DCGen is a parser generator targeting the Prolog language. Why a parser generator for Prolog? Doesn't it already have a DCG format?

The answer is yes; however, the lexing abilities of the language are comparatively lacking. Furthermore, the DCG format uses standard BNF format, whereas EBNF can make specification of the grammar easier. Finally, Prolog does nothing to automatically handle left recursion, so these cases must be handled by hand. DCGen aims to extend Prolog's DCG format to provide these capabilities.

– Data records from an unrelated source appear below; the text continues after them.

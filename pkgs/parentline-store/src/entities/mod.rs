//! Sea-ORM entities for parentline-store

pub mod messages;
pub mod students;

pub use messages::Entity as Message;
pub use students::Entity as Student;
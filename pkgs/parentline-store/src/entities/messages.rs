//! Message entity

use sea_orm::entity::prelude::*;
use serde::{Deserialize, Serialize};

#[derive(Clone, Debug, PartialEq, DeriveEntityModel, Serialize, Deserialize)]
#[sea_orm(table_name = "messages")]
pub struct Model {
    #[sea_orm(primary_key, auto_increment = false)]
    pub id: i64, // remote post id
    pub title: String,
    pub content: String,
    pub priority: String, // "high", "medium" or "low"
    pub group_name: Option<String>,
    pub edited_at: Option<i64>,
    pub images: String, // JSON array of image URLs
    pub sent_time: i64,
    pub viewed_at: Option<i64>,
    pub read_status: i32, // 0 = unread, 1 = read
    pub read_time: Option<i64>,
    pub sent_status: i32, // 0 = ack pending, 1 = acknowledged
    pub student_number: String,
    pub student_id: i64,
}

#[derive(Copy, Clone, Debug, EnumIter, DeriveRelation)]
pub enum Relation {}

impl ActiveModelBehavior for ActiveModel {}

Prolog is known as a very useful system for rapidly prototyping parsers, interpreters, and compilers. However, sometimes we may wish to use a library or tool written in another language (such as Java, C++, Python, etc.) that has not been ported to Prolog, either through a rewrite or a binding. Instead of porting the tool, we would like to take our Prolog parser and output an equivalent parser in these other languages. DCGen will specifically allow this, initially starting with Python and Ruby as the target "other" languages.

Project Goals

  • Providing an easy-to-use lexer generator for Prolog
  • Automatically handling left-recursion in grammars.
  • Giving EBNF capabilities to the Prolog DCG format
  • Facilitating parser generation to other languages
    • Python
    • Ruby
    • Parrot, and its grammar format
  • Reversible parsers - once you have a parser from the text of a file to the tree, you can reverse parse from the tree back to the text.
    • Using either a template file or an exhaustive sample file (handles a sufficient number of the rules in the grammar), the system will automatically insert whitespace to give the output text a certain format / look and feel.